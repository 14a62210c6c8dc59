//! Form field value objects

use crate::auth::FieldId;

/// Type-safe field values
#[derive(Debug, Clone, PartialEq, Eq)]
pub enum FieldValue {
    Text(String),
    /// Text rendered masked
    Secret(String),
    Checkbox(bool),
}

impl Default for FieldValue {
    fn default() -> Self {
        FieldValue::Text(String::new())
    }
}

/// Validation feedback attached to a field by the presentation port
#[derive(Debug, Clone, PartialEq, Eq, Default)]
pub enum FieldStatus {
    #[default]
    Unchecked,
    Valid,
    Error(String),
}

/// Represents a single form field with its configuration and value
#[derive(Debug, Clone)]
pub struct FormField {
    pub id: FieldId,
    pub label: String,
    pub value: FieldValue,
    pub status: FieldStatus,
}

impl FormField {
    /// Create a new text field
    pub fn text(id: FieldId, label: &str) -> Self {
        Self::with_value(id, label, FieldValue::Text(String::new()))
    }

    /// Create a new masked text field
    pub fn secret(id: FieldId, label: &str) -> Self {
        Self::with_value(id, label, FieldValue::Secret(String::new()))
    }

    /// Create a new checkbox field
    pub fn checkbox(id: FieldId, label: &str) -> Self {
        Self::with_value(id, label, FieldValue::Checkbox(false))
    }

    fn with_value(id: FieldId, label: &str, value: FieldValue) -> Self {
        Self {
            id,
            label: label.to_string(),
            value,
            status: FieldStatus::Unchecked,
        }
    }

    /// Get the text value (returns empty string for checkboxes)
    pub fn as_text(&self) -> &str {
        match &self.value {
            FieldValue::Text(s) | FieldValue::Secret(s) => s,
            FieldValue::Checkbox(_) => "",
        }
    }

    /// Get the checkbox value (returns false for text fields)
    pub fn is_checked(&self) -> bool {
        matches!(self.value, FieldValue::Checkbox(true))
    }

    pub fn is_checkbox(&self) -> bool {
        matches!(self.value, FieldValue::Checkbox(_))
    }

    /// Push a character to the field value
    pub fn push_char(&mut self, c: char) {
        match &mut self.value {
            FieldValue::Text(s) | FieldValue::Secret(s) => s.push(c),
            FieldValue::Checkbox(_) => {}
        }
    }

    /// Remove the last character from the field value
    pub fn pop_char(&mut self) {
        if let FieldValue::Text(s) | FieldValue::Secret(s) = &mut self.value {
            s.pop();
        }
    }

    /// Flip a checkbox
    pub fn toggle(&mut self) {
        if let FieldValue::Checkbox(checked) = &mut self.value {
            *checked = !*checked;
        }
    }

    /// Clear the field value and its feedback
    pub fn clear(&mut self) {
        match &mut self.value {
            FieldValue::Text(s) | FieldValue::Secret(s) => s.clear(),
            FieldValue::Checkbox(checked) => *checked = false,
        }
        self.status = FieldStatus::Unchecked;
    }

    pub fn set_error(&mut self, message: impl Into<String>) {
        self.status = FieldStatus::Error(message.into());
    }

    pub fn set_valid(&mut self) {
        self.status = FieldStatus::Valid;
    }

    pub fn clear_status(&mut self) {
        self.status = FieldStatus::Unchecked;
    }

    /// Get the display value for rendering
    pub fn display_value(&self) -> String {
        match &self.value {
            FieldValue::Text(s) => s.clone(),
            FieldValue::Secret(s) => "•".repeat(s.chars().count()),
            FieldValue::Checkbox(true) => "[x]".to_string(),
            FieldValue::Checkbox(false) => "[ ]".to_string(),
        }
    }
}

#[cfg(test)]
mod tests {
    use super::*;

    #[test]
    fn test_text_editing() {
        let mut field = FormField::text(FieldId::LoginEmail, "Email");
        for c in "ab".chars() {
            field.push_char(c);
        }
        assert_eq!(field.as_text(), "ab");
        field.pop_char();
        assert_eq!(field.as_text(), "a");
        assert_eq!(field.display_value(), "a");
    }

    #[test]
    fn test_secret_is_masked_per_character() {
        let mut field = FormField::secret(FieldId::LoginPassword, "Password");
        for c in "pä ss".chars() {
            field.push_char(c);
        }
        assert_eq!(field.as_text(), "pä ss");
        assert_eq!(field.display_value(), "•••••");
    }

    #[test]
    fn test_checkbox_ignores_text_input() {
        let mut field = FormField::checkbox(FieldId::AcceptTerms, "Terms");
        field.push_char('x');
        field.pop_char();
        assert!(!field.is_checked());
        assert_eq!(field.as_text(), "");

        field.toggle();
        assert!(field.is_checked());
        assert_eq!(field.display_value(), "[x]");
    }

    #[test]
    fn test_clear_resets_value_and_status() {
        let mut field = FormField::text(FieldId::RegisterName, "Name");
        field.push_char('A');
        field.set_error("Please fill in all fields");
        field.clear();
        assert_eq!(field.as_text(), "");
        assert_eq!(field.status, FieldStatus::Unchecked);
    }

    #[test]
    fn test_status_transitions() {
        let mut field = FormField::text(FieldId::RegisterEmail, "Email");
        field.set_valid();
        assert_eq!(field.status, FieldStatus::Valid);
        field.set_error("bad");
        assert_eq!(field.status, FieldStatus::Error("bad".to_string()));
        field.clear_status();
        assert_eq!(field.status, FieldStatus::Unchecked);
    }
}
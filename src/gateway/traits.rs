//! Trait abstraction for the authentication backend to enable mocking in tests

use super::types::{AuthError, Credentials, Profile, Session};
use async_trait::async_trait;

/// Backend operations used by the submission controller
#[cfg_attr(test, mockall::automock)]
#[async_trait]
pub trait AuthGateway: Send + Sync {
    /// Sign in with email and password
    async fn authenticate(&self, credentials: Credentials) -> Result<Session, AuthError>;

    /// Create an account and sign in
    async fn register(&self, profile: Profile) -> Result<Session, AuthError>;

    /// Sign in through a third-party provider
    async fn authenticate_social(&self, provider: String) -> Result<Session, AuthError>;
}
//! Credential-form validation and submission-state management
//!
//! This module is independent of the terminal UI: it talks to an
//! [`AuthGateway`](crate::gateway::AuthGateway) for outcomes and to an
//! optional [`PresentationPort`] for feedback.

mod controller;
mod error;
mod fields;
mod presentation;
mod validation;

pub use controller::{
    ControllerSettings, FailedResetPolicy, SubmissionController, SubmissionOutcome,
    SubmissionState,
};
pub use error::{SubmitError, ValidationError};
pub use fields::{FieldId, FormId, LoginFields, RegisterFields};
pub use presentation::{PresentationPort, Severity};
pub use validation::{
    score_password_strength, PasswordPolicy, PolicyPreset, StrengthLevel, MAX_STRENGTH,
};
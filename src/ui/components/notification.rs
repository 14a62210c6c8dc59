//! Notification toast in the top-right corner

use crate::auth::Severity;
use crate::state::Notification;
use ratatui::{
    layout::Rect,
    style::{Color, Style},
    text::{Line, Span},
    widgets::{Block, Borders, Clear, Paragraph, Wrap},
    Frame,
};

const TOAST_WIDTH: u16 = 44;

fn severity_color(severity: Severity) -> Color {
    match severity {
        Severity::Info => Color::Cyan,
        Severity::Success => Color::Green,
        Severity::Error => Color::Red,
    }
}

/// Render the toast over whatever is on screen
pub fn render_notification(frame: &mut Frame, notification: &Notification) {
    let area = frame.area();
    let width = TOAST_WIDTH.min(area.width);
    let toast_area = Rect {
        x: area.x + area.width.saturating_sub(width + 1),
        y: area.y + 1,
        width,
        height: 3.min(area.height),
    };

    let color = severity_color(notification.severity);
    let content = Line::from(vec![
        Span::styled(
            format!("{} ", notification.icon()),
            Style::default().fg(color),
        ),
        Span::raw(notification.message.as_str()),
    ]);

    frame.render_widget(Clear, toast_area);
    let toast = Paragraph::new(content).wrap(Wrap { trim: true }).block(
        Block::default()
            .borders(Borders::ALL)
            .border_style(Style::default().fg(color))
            .style(Style::default().bg(Color::Black)),
    );
    frame.render_widget(toast, toast_area);
}
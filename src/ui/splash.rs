//! Splash screen rendering with ASCII art logo

use crate::state::SplashState;
use ratatui::{
    layout::Rect,
    style::{Color, Style},
    text::{Line, Span},
    widgets::Paragraph,
    Frame,
};

const LOGO: [&str; 5] = [
    "  █   █      ████  ███  ████  █   █ █   █ █████ █   █ █   █",
    " █ █  █     █     █   █ █   █ █   █  █ █    █   █   █ ██ ██",
    "█████ █     █  ██ █   █ ████  █████   █     █   █████ █ █ █",
    "█   █ █     █   █ █   █ █  █  █   █   █     █   █   █ █   █",
    "█   █ █████  ████  ███  █   █ █   █   █     █   █   █ █   █",
];

/// Width of the widest logo row in columns
const LOGO_WIDTH: u16 = 59;

/// Build the logo, fading from cyan into magenta
fn build_logo_text() -> Vec<Line<'static>> {
    let colors = [
        Color::Cyan,
        Color::Cyan,
        Color::LightBlue,
        Color::LightMagenta,
        Color::Magenta,
    ];
    LOGO.iter()
        .zip(colors)
        .map(|(row, color)| Line::from(Span::styled(*row, Style::default().fg(color))))
        .collect()
}

/// Draw the splash screen
pub fn draw(frame: &mut Frame, area: Rect, splash_state: &SplashState) {
    let lines = build_logo_text();

    let logo_height = lines.len() as u16;

    // Center position with scroll offset (can go above the screen)
    let base_y = area.y as i32 + (area.height.saturating_sub(logo_height)) as i32 / 2;
    let y_pos = base_y - splash_state.scroll_offset as i32;
    let x = area.x + (area.width.saturating_sub(LOGO_WIDTH)) / 2;

    let lines_off_top = if y_pos < 0 { (-y_pos) as usize } else { 0 };
    if lines_off_top >= lines.len() {
        return;
    }

    let visible_lines: Vec<Line> = lines.into_iter().skip(lines_off_top).collect();
    let visible_height = visible_lines.len() as u16;
    let render_y = if y_pos < 0 { area.y } else { y_pos as u16 };
    let available = area.height.saturating_sub(render_y.saturating_sub(area.y));

    let logo_area = Rect {
        x,
        y: render_y,
        width: LOGO_WIDTH.min(area.width),
        height: visible_height.min(available),
    };
    frame.render_widget(Paragraph::new(visible_lines), logo_area);

    // Hint only while the logo is still
    if splash_state.scroll_offset < 1.0 && area.height > 2 {
        let hint = "Press any key to skip";
        let hint_width = hint.len() as u16;
        let hint_area = Rect {
            x: area.x + (area.width.saturating_sub(hint_width)) / 2,
            y: area.y + area.height - 2,
            width: hint_width.min(area.width),
            height: 1,
        };
        let hint_line = Line::from(Span::styled(hint, Style::default().fg(Color::DarkGray)));
        frame.render_widget(Paragraph::new(hint_line), hint_area);
    }
}
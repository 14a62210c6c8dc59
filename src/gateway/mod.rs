//! Authentication backend abstraction and the simulated backend

mod simulated;
mod traits;
mod types;

pub use simulated::{SimulatedGateway, SimulatedSettings, FORCED_FAILURE_EMAIL};
pub use traits::AuthGateway;
pub use types::{AuthError, Credentials, Profile, Session};

#[cfg(test)]
pub use traits::MockAuthGateway;
//! Dashboard shown after a successful sign-in

use crate::app::App;
use ratatui::{
    layout::{Alignment, Rect},
    style::{Color, Modifier, Style},
    text::{Line, Span},
    widgets::{Block, Borders, Paragraph},
    Frame,
};

/// Draw the dashboard
pub fn draw(frame: &mut Frame, area: Rect, app: &App) {
    let label = Style::default().fg(Color::DarkGray);
    let mut lines = vec![
        Line::from(""),
        Line::from(Span::styled(
            format!("You're in. Welcome to {}!", app.app_name),
            Style::default()
                .fg(Color::Green)
                .add_modifier(Modifier::BOLD),
        )),
        Line::from(""),
    ];

    match &app.state.session {
        Some(session) => {
            let method = session.provider.as_deref().unwrap_or("email");
            lines.push(Line::from(vec![
                Span::styled("Account   ", label),
                Span::raw(session.subject.clone()),
            ]));
            lines.push(Line::from(vec![
                Span::styled("Method    ", label),
                Span::raw(method.to_string()),
            ]));
            lines.push(Line::from(vec![
                Span::styled("Session   ", label),
                Span::raw(session.short_id()),
            ]));
            lines.push(Line::from(vec![
                Span::styled("Since     ", label),
                Span::raw(session.issued_at.format("%Y-%m-%d %H:%M:%S UTC").to_string()),
            ]));
        }
        None => lines.push(Line::from(Span::styled("No active session", label))),
    }

    lines.push(Line::from(""));
    lines.push(Line::from(Span::styled(
        "Press Ctrl+L to sign out",
        Style::default().fg(Color::Cyan),
    )));

    let width = 50.min(area.width);
    let height = (lines.len() as u16 + 2).min(area.height);
    let panel_area = Rect {
        x: area.x + area.width.saturating_sub(width) / 2,
        y: area.y + area.height.saturating_sub(height) / 2,
        width,
        height,
    };

    let panel = Paragraph::new(lines).alignment(Alignment::Center).block(
        Block::default()
            .title(" Dashboard ")
            .borders(Borders::ALL)
            .border_style(Style::default().fg(Color::Green)),
    );
    frame.render_widget(panel, panel_area);
}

::::

§ **Requirement**
In the material above, locate the line containing "assert_eq!(field.status, FieldStatus::Valid);" and the line containing "filename src/gateway/traits.rs". Transcribe exactly those two lines and every line between them, and nothing more.

§ **Your solution**
        assert_eq!(field.status, FieldStatus::Valid);
        field.set_error("bad");
        assert_eq!(field.status, FieldStatus::Error("bad".to_string()));
        field.clear_status();
        assert_eq!(field.status, FieldStatus::Unchecked);
    }
}
filename src/gateway/traits.rs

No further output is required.